Currently, I'm feeling a functionally illiterate in Israel. As my friends are off to their place of higher learning (which, btw, is ALL in Hebrew), I sit at home, waiting patiently for my turn at being a student at Rothberg. I consistently score better than most at Scrabble, and I read so much as a child my friends from elementary school remind me of how I used to always read THROUGH lunch, only picking my face up from reading when there was an opportunity to talk about camp (true story). But all of this is/was in English. Hebrew eludes me...for now.
Until I start my classes, I continue to conduct myself through telegraphic conversations. I sincerely miss talking here the way I do in New York. Consider this vignette:
SBB in the States: Hello, cabbie. 63rd between Central Park West and Broadway. I would prefer it if you drove down Columbus from here, then merge into Broadway at 66th. At 64th, make a left, and then a right on CPW. My driveway is on 63rd, halfway down the block. You make a left and drive all the way through. That is my lobby. Thanks....Can I please get $7 back?
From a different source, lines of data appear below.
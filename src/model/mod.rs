//! MMD 模型（求值期间只读）
//!
//! 骨骼、Morph、材质、刚体与关节的静态定义。构建时完成引用检查，
//! 求值器只借用模型，不会修改它。

mod material;

pub use material::{Material, MaterialValues};

use std::collections::HashMap;

use crate::morph::{Morph, MorphOffsets};
use crate::physics::{JointDef, RigidBodyDef};
use crate::skeleton::BoneSet;
use crate::{MmdError, Result};

/// MMD 模型
#[derive(Clone, Debug)]
pub struct MmdModel {
    pub name: String,
    pub vertex_count: usize,
    pub materials: Vec<Material>,
    bones: BoneSet,
    morphs: Vec<Morph>,
    morph_name_to_index: HashMap<String, usize>,
    rigid_bodies: Vec<RigidBodyDef>,
    joints: Vec<JointDef>,
}

impl MmdModel {
    pub fn new(name: impl Into<String>, bones: BoneSet) -> Self {
        Self {
            name: name.into(),
            vertex_count: 0,
            materials: Vec::new(),
            bones,
            morphs: Vec::new(),
            morph_name_to_index: HashMap::new(),
            rigid_bodies: Vec::new(),
            joints: Vec::new(),
        }
    }

    pub fn with_vertex_count(mut self, vertex_count: usize) -> Self {
        self.vertex_count = vertex_count;
        self
    }

    pub fn with_materials(mut self, materials: Vec<Material>) -> Self {
        self.materials = materials;
        self
    }

    /// 设置 Morph 列表
    ///
    /// 组 Morph 的子项必须指向已存在的 Morph；偏移表中越界的顶点 / 骨骼 / 材质索引
    /// 在求值时忽略，不在这里报错。
    pub fn with_morphs(mut self, morphs: Vec<Morph>) -> Result<Self> {
        for morph in &morphs {
            if let MorphOffsets::Group(children) = &morph.offsets {
                for child in children {
                    if child.morph_index < 0 || child.morph_index as usize >= morphs.len() {
                        return Err(MmdError::Validation(format!(
                            "Group morph '{}' references invalid morph {}",
                            morph.name, child.morph_index
                        )));
                    }
                }
            }
        }
        self.morph_name_to_index = morphs
            .iter()
            .enumerate()
            .map(|(i, m)| (m.name.clone(), i))
            .collect();
        self.morphs = morphs;
        Ok(self)
    }

    /// 设置刚体与关节
    pub fn with_physics(mut self, rigid_bodies: Vec<RigidBodyDef>, joints: Vec<JointDef>) -> Result<Self> {
        for rb in &rigid_bodies {
            if rb.bone_index >= 0 && rb.bone_index as usize >= self.bones.len() {
                return Err(MmdError::Validation(format!(
                    "Rigid body '{}' references invalid bone {}",
                    rb.name, rb.bone_index
                )));
            }
        }
        for joint in &joints {
            let valid = |i: i32| i >= 0 && (i as usize) < rigid_bodies.len();
            if !valid(joint.rigid_body_a) || !valid(joint.rigid_body_b) {
                return Err(MmdError::Validation(format!(
                    "Joint '{}' references invalid rigid bodies {} / {}",
                    joint.name, joint.rigid_body_a, joint.rigid_body_b
                )));
            }
        }
        self.rigid_bodies = rigid_bodies;
        self.joints = joints;
        Ok(self)
    }

    // ========================================
    // 访问器
    // ========================================

    #[inline]
    pub fn bones(&self) -> &BoneSet {
        &self.bones
    }

    #[inline]
    pub fn morphs(&self) -> &[Morph] {
        &self.morphs
    }

    pub fn find_morph_by_name(&self, name: &str) -> Option<usize> {
        self.morph_name_to_index.get(name).copied()
    }

    #[inline]
    pub fn rigid_bodies(&self) -> &[RigidBodyDef] {
        &self.rigid_bodies
    }

    #[inline]
    pub fn joints(&self) -> &[JointDef] {
        &self.joints
    }

    pub fn has_physics(&self) -> bool {
        !self.rigid_bodies.is_empty()
    }
}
SBB in Israel: Shalom. Efshar l'Rechov HaTzfira. B'vakasha l'Rachel Immeinu, v'yemina l'rechov Ruth. S'mola l'HaTzfira. OK. Po. Lo, Sham. Sham. OK, Po. Todah.
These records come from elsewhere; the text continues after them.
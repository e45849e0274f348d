//! MMD 物理系统模块
//!
//! 使用 rapier3d 作为刚体世界。
//!
//! | MMD | rapier |
//! |-----|--------|
//! | 刚体世界 | PhysicsPipeline + RigidBodySet + ColliderSet + ImpulseJointSet |
//! | 跟随骨骼刚体 | KinematicPositionBased |
//! | 物理刚体 | Dynamic |
//! | 6DOF 弹簧约束 | GenericJoint + limits + motors |
//! | 球 / 盒 / 胶囊 | SharedShape::ball / cuboid / capsule_y |

pub mod config;
mod mmd_joint;
mod mmd_physics;
mod mmd_rigid_body;

pub use config::{get_config, reset_config, set_config, PhysicsConfig};
pub use mmd_joint::JointDef;
pub use mmd_physics::PhysicsBridge;
pub use mmd_rigid_body::{PhysicsBody, RigidBodyDef, RigidBodyMode, RigidBodyShape};
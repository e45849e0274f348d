//! MMD 关节（6DOF 弹簧约束）
//!
//! 用 rapier 的 GenericJoint 表达：线性上下限相同的轴锁定，
//! 角度轴用限制范围约束，弹簧用目标为 0 的电机模拟。

use glam::{DMat4, DQuat, DVec3};
use rapier3d::math::Real;
use rapier3d::prelude::*;

use super::config::PhysicsConfig;
use super::mmd_rigid_body::to_isometry;

/// 上下限视为相等的阈值
const EPSILON: f64 = 1e-4;
/// 上下限相等的角度轴使用的最小范围
const MIN_ANGULAR_RANGE: f64 = 0.1;

/// 关节定义（模型空间）
#[derive(Debug, Clone, PartialEq)]
pub struct JointDef {
    pub name: String,
    pub rigid_body_a: i32,
    pub rigid_body_b: i32,
    pub position: DVec3,
    /// 欧拉角 (弧度)，按 Z·Y·X 合成
    pub rotation: DVec3,
    pub linear_lower: DVec3,
    pub linear_upper: DVec3,
    pub angular_lower: DVec3,
    pub angular_upper: DVec3,
    pub spring_linear: DVec3,
    pub spring_angular: DVec3,
}

impl JointDef {
    /// 两个刚体之间的固定连接（所有轴无活动范围）
    pub fn new(name: impl Into<String>, rigid_body_a: i32, rigid_body_b: i32) -> Self {
        Self {
            name: name.into(),
            rigid_body_a,
            rigid_body_b,
            position: DVec3::ZERO,
            rotation: DVec3::ZERO,
            linear_lower: DVec3::ZERO,
            linear_upper: DVec3::ZERO,
            angular_lower: DVec3::ZERO,
            angular_upper: DVec3::ZERO,
            spring_linear: DVec3::ZERO,
            spring_angular: DVec3::ZERO,
        }
    }

    pub fn with_transform(mut self, position: DVec3, rotation: DVec3) -> Self {
        self.position = position;
        self.rotation = rotation;
        self
    }

    pub fn with_linear_limits(mut self, lower: DVec3, upper: DVec3) -> Self {
        self.linear_lower = lower;
        self.linear_upper = upper;
        self
    }

    pub fn with_angular_limits(mut self, lower: DVec3, upper: DVec3) -> Self {
        self.angular_lower = lower;
        self.angular_upper = upper;
        self
    }

    pub fn with_springs(mut self, linear: DVec3, angular: DVec3) -> Self {
        self.spring_linear = linear;
        self.spring_angular = angular;
        self
    }

    /// 关节的世界矩阵
    pub fn rest_matrix(&self) -> DMat4 {
        let rotation = DQuat::from_rotation_z(self.rotation.z)
            * DQuat::from_rotation_y(self.rotation.y)
            * DQuat::from_rotation_x(self.rotation.x);
        DMat4::from_rotation_translation(rotation, self.position)
    }

    /// 被锁定的线性轴
    pub fn locked_axes(&self) -> JointAxesMask {
        let masks = [JointAxesMask::LIN_X, JointAxesMask::LIN_Y, JointAxesMask::LIN_Z];
        let mut locked = JointAxesMask::empty();
        for (i, mask) in masks.into_iter().enumerate() {
            if (self.linear_upper[i] - self.linear_lower[i]).abs() < EPSILON {
                locked |= mask;
            }
        }
        locked
    }
}

/// 创建 rapier 关节
///
/// `body_a` / `body_b` 为两个刚体的静止世界矩阵。
pub fn build_joint(def: &JointDef, body_a: DMat4, body_b: DMat4, config: &PhysicsConfig) -> GenericJoint {
    let joint_matrix = def.rest_matrix();
    let frame_a = to_isometry(&(body_a.inverse() * joint_matrix));
    let frame_b = to_isometry(&(body_b.inverse() * joint_matrix));

    let locked = def.locked_axes();
    let mut joint = GenericJointBuilder::new(locked)
        .local_frame1(frame_a)
        .local_frame2(frame_b)
        .contacts_enabled(false)
        .build();

    let linear_axes = [
        (JointAxis::LinX, JointAxesMask::LIN_X),
        (JointAxis::LinY, JointAxesMask::LIN_Y),
        (JointAxis::LinZ, JointAxesMask::LIN_Z),
    ];
    let angular_axes = [JointAxis::AngX, JointAxis::AngY, JointAxis::AngZ];

    for (i, (axis, mask)) in linear_axes.into_iter().enumerate() {
        if locked.contains(mask) {
            continue;
        }
        let (lower, upper) = (def.linear_lower[i], def.linear_upper[i]);
        if lower <= upper {
            joint.set_limits(axis, [lower as Real, upper as Real]);
        }
        set_spring(&mut joint, axis, def.spring_linear[i], config);
    }

    // 下限大于上限的角度轴完全自由
    for (i, axis) in angular_axes.into_iter().enumerate() {
        let (lower, upper) = (def.angular_lower[i], def.angular_upper[i]);
        if lower <= upper {
            let (lower, upper) = if upper - lower < EPSILON {
                (lower - MIN_ANGULAR_RANGE, lower + MIN_ANGULAR_RANGE)
            } else {
                (lower, upper)
            };
            joint.set_limits(axis, [lower as Real, upper as Real]);
        }
        set_spring(&mut joint, axis, def.spring_angular[i], config);
    }

    joint
}

fn set_spring(joint: &mut GenericJoint, axis: JointAxis, stiffness: f64, config: &PhysicsConfig) {
    if stiffness == 0.0 {
        return;
    }
    let stiffness = stiffness * config.spring_stiffness_scale;
    let damping = (stiffness.abs() * config.spring_damping_factor).sqrt();
    joint.set_motor(axis, 0.0, 0.0, stiffness as Real, damping as Real);
}

#[cfg(test)]
mod tests {
    use super::*;

    #[test]
    fn test_locked_axes() {
        let def = JointDef::new("j", 0, 1)
            .with_linear_limits(DVec3::new(0.0, -1.0, 0.0), DVec3::new(0.0, 1.0, 0.0));
        let locked = def.locked_axes();
        assert!(locked.contains(JointAxesMask::LIN_X));
        assert!(!locked.contains(JointAxesMask::LIN_Y));
        assert!(locked.contains(JointAxesMask::LIN_Z));
    }

    #[test]
    fn test_local_frames_meet_at_joint() {
        let def = JointDef::new("j", 0, 1).with_transform(DVec3::new(0.0, 5.0, 0.0), DVec3::ZERO);
        let a = DMat4::from_translation(DVec3::new(0.0, 6.0, 0.0));
        let b = DMat4::from_translation(DVec3::new(0.0, 4.0, 0.0));
        let joint = build_joint(&def, a, b, &PhysicsConfig::default());
        assert!((joint.local_frame1.translation.vector.y + 1.0).abs() < 1e-6);
        assert!((joint.local_frame2.translation.vector.y - 1.0).abs() < 1e-6);
    }

    #[test]
    fn test_rest_matrix_euler_order() {
        let def = JointDef::new("j", 0, 1)
            .with_transform(DVec3::ZERO, DVec3::new(0.3, 0.0, 0.5));
        let expected = DQuat::from_rotation_z(0.5) * DQuat::from_rotation_x(0.3);
        let m = def.rest_matrix();
        assert!((m.transform_vector3(DVec3::Y) - expected * DVec3::Y).length() < 1e-12);
    }
}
Please to go to HaTzfira Street [At this point, I don't yet sound so stupid.] Please to Rachel Immeinu Street and right to Ruth Street. Left to HaTzfira. OK, here. No, there. There. OK, here. [At this point I give up and walk the rest of the way home.]
To be fair, most cabbies in NY understand my English even less than the taxi drivers in Israel understand my English. But as I embark on my (somewhat embarrasing) experiment of living in Israel, I'm annoyed that when I talk to cabbies, I cannot even give directions to the house where I live. And my accent? ForGET it. I have a knack for imitating patterns of speech to such a degree that I SOUND like I know what I'm saying, but the second the cabbie says, in Hebrew "So, do you want me to take this street or that street?" or "What is this lovely new bag that you are carrying? Did you buy it today?" I sit there like a slack-jawed yokel. Damn you, stupid accent-imitating talent.
I am really looking forward to the start of school. I need me some pretty basic Hebrew schools. Until then, I will haunt the hallowed halls of the Rothberg school and the Hebrew U library, reading what I can in English and signing up for classes.
Oh, and FYI -- Shabbat was nice. Really great meals and great hosts.